Information given START
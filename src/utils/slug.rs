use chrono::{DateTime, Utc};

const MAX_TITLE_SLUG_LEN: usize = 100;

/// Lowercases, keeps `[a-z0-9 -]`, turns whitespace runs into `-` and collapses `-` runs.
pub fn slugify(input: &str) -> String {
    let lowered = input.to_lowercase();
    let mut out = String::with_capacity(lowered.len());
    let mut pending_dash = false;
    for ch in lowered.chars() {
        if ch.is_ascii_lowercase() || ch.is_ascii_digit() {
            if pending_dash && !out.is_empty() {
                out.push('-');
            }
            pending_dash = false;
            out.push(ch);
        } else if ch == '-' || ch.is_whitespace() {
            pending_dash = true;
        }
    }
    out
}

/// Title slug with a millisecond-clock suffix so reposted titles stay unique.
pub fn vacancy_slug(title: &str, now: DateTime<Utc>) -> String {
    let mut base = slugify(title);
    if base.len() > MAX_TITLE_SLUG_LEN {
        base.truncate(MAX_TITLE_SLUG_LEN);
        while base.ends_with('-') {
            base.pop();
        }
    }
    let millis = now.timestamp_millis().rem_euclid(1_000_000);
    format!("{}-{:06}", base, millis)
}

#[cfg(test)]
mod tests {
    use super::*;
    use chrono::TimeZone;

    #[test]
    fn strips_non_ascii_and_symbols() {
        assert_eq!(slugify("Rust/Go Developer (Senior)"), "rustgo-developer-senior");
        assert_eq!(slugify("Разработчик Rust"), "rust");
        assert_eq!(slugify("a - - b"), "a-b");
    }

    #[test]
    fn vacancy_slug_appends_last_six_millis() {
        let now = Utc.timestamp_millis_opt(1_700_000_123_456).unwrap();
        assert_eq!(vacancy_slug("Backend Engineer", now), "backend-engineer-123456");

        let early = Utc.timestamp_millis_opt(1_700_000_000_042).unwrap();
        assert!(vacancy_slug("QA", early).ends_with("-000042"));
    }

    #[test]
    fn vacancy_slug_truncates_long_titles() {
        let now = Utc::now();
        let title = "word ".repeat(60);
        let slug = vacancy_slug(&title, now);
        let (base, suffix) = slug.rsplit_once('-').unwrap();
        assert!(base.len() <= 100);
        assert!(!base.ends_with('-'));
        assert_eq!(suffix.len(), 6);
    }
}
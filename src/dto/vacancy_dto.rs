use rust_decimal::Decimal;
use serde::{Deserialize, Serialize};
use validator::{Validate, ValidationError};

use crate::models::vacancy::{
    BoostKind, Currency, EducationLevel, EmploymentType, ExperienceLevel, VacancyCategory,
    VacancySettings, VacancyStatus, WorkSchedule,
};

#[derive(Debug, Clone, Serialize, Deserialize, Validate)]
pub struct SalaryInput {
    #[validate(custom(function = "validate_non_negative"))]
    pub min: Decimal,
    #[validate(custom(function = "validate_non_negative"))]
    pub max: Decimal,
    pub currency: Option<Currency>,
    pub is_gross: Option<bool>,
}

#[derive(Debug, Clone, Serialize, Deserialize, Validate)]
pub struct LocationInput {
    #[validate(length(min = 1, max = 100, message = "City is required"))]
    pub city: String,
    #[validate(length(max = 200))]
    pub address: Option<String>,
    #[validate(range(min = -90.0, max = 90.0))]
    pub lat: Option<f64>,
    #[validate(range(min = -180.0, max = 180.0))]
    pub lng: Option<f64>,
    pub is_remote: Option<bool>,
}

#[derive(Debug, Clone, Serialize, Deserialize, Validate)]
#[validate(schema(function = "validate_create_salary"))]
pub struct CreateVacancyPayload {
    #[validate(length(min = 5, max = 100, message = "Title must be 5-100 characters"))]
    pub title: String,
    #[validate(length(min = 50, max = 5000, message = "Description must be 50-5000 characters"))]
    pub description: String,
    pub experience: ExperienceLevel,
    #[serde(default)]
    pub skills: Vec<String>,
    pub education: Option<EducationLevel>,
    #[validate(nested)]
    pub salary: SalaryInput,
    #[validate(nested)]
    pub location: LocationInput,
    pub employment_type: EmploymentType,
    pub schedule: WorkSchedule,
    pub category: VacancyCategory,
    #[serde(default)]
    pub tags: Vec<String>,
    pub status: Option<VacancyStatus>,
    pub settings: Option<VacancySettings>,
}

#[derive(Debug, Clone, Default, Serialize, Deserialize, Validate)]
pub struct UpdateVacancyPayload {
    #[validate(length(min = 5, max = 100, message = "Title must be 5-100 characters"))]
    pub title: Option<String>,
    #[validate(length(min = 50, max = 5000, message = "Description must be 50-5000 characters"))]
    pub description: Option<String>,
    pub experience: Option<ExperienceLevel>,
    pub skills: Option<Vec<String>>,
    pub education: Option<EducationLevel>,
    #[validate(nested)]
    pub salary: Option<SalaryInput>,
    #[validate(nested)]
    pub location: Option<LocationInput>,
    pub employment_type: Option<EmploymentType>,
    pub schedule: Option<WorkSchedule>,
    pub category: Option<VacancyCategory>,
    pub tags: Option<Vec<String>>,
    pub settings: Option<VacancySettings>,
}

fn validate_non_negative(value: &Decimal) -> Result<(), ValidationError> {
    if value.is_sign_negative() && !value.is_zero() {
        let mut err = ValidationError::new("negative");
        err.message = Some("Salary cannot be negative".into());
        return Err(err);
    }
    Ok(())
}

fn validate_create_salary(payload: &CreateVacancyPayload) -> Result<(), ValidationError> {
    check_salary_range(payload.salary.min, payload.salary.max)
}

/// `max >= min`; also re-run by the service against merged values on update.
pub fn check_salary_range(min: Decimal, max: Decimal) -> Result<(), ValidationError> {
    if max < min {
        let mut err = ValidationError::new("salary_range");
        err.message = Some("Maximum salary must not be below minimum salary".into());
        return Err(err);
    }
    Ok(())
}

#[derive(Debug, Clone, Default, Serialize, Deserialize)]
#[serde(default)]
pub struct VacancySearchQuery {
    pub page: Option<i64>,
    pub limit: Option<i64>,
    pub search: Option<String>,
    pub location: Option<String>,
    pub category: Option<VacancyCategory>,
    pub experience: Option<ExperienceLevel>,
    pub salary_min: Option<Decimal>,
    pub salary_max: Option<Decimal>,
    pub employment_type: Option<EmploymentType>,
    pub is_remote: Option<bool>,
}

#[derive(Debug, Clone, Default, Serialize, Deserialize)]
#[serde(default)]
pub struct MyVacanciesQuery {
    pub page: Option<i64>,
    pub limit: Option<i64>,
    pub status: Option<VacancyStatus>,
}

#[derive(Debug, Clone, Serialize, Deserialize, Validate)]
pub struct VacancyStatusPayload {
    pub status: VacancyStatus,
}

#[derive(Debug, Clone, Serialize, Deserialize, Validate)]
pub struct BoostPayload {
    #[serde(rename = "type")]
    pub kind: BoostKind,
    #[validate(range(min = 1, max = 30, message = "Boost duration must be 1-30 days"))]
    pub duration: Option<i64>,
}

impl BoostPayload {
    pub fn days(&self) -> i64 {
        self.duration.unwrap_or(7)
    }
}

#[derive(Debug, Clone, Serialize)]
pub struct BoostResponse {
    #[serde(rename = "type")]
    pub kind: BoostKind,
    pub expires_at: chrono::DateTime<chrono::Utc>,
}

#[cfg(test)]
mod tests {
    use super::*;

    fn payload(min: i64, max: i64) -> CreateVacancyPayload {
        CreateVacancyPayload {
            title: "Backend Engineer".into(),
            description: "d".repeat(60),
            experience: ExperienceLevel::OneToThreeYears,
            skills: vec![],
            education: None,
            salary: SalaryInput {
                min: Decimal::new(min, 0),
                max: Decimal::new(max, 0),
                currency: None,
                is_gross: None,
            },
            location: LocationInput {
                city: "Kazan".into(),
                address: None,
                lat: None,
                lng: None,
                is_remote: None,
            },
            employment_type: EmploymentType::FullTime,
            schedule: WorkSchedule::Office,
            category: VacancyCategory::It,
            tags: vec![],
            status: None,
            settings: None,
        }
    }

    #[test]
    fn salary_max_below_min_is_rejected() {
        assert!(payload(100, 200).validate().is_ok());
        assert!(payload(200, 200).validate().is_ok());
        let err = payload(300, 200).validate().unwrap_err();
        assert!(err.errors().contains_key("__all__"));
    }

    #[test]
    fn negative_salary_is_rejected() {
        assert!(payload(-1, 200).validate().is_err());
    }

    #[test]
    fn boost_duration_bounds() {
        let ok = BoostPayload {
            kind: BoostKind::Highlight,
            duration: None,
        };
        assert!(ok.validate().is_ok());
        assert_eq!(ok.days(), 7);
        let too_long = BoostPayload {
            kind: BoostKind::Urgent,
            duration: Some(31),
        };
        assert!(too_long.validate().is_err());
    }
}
Information given END
Information given START
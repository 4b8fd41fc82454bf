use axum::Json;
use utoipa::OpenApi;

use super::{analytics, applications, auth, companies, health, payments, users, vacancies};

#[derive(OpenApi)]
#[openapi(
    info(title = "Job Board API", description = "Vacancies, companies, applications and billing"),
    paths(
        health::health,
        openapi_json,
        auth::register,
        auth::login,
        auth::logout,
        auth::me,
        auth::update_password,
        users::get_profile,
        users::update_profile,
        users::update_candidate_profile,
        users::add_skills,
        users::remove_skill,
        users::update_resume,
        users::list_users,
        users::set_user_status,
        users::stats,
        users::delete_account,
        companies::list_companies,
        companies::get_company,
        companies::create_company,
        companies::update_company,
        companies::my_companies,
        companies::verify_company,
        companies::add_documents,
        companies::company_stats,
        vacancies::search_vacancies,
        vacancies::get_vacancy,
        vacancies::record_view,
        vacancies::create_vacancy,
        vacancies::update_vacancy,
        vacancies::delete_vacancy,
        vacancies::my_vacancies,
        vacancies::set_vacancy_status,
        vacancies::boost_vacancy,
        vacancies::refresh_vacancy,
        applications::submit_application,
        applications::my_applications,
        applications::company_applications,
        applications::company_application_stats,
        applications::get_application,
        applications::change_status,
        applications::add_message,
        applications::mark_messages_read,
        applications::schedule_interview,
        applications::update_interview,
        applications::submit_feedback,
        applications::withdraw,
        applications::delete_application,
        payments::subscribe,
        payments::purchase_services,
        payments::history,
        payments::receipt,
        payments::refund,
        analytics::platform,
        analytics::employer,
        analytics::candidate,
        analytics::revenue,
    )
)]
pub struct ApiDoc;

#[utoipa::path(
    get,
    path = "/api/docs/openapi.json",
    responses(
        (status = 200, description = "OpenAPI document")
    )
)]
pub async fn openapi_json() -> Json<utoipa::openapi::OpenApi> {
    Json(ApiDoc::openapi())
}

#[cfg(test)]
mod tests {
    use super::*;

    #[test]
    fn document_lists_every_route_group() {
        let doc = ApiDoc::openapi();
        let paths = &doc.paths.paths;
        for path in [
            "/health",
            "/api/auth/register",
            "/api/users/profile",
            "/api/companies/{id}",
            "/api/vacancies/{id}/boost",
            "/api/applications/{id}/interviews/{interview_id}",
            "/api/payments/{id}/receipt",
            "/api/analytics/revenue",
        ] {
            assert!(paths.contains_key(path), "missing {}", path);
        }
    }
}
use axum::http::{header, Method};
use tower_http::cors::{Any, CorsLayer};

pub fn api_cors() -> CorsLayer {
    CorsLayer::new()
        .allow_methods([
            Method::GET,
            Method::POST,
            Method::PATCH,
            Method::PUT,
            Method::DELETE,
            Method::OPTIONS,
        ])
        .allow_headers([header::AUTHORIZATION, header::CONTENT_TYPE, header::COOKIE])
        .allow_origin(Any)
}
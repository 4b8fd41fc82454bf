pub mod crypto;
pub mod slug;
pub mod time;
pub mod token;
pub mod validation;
Information given END
Your objective:
From the records above, retype only the lines starting at the line that contains "const MAX_TITLE_SLUG_LEN: usize = 100;" and ending at the line that contains "titles stay unique.", both included.

Written response:
const MAX_TITLE_SLUG_LEN: usize = 100;

/// Lowercases, keeps `[a-z0-9 -]`, turns whitespace runs into `-` and collapses `-` runs.
pub fn slugify(input: &str) -> String {
    let lowered = input.to_lowercase();
    let mut out = String::with_capacity(lowered.len());
    let mut pending_dash = false;
    for ch in lowered.chars() {
        if ch.is_ascii_lowercase() || ch.is_ascii_digit() {
            if pending_dash && !out.is_empty() {
                out.push('-');
            }
            pending_dash = false;
            out.push(ch);
        } else if ch == '-' || ch.is_whitespace() {
            pending_dash = true;
        }
    }
    out
}

/// Title slug with a millisecond-clock suffix so reposted titles stay unique.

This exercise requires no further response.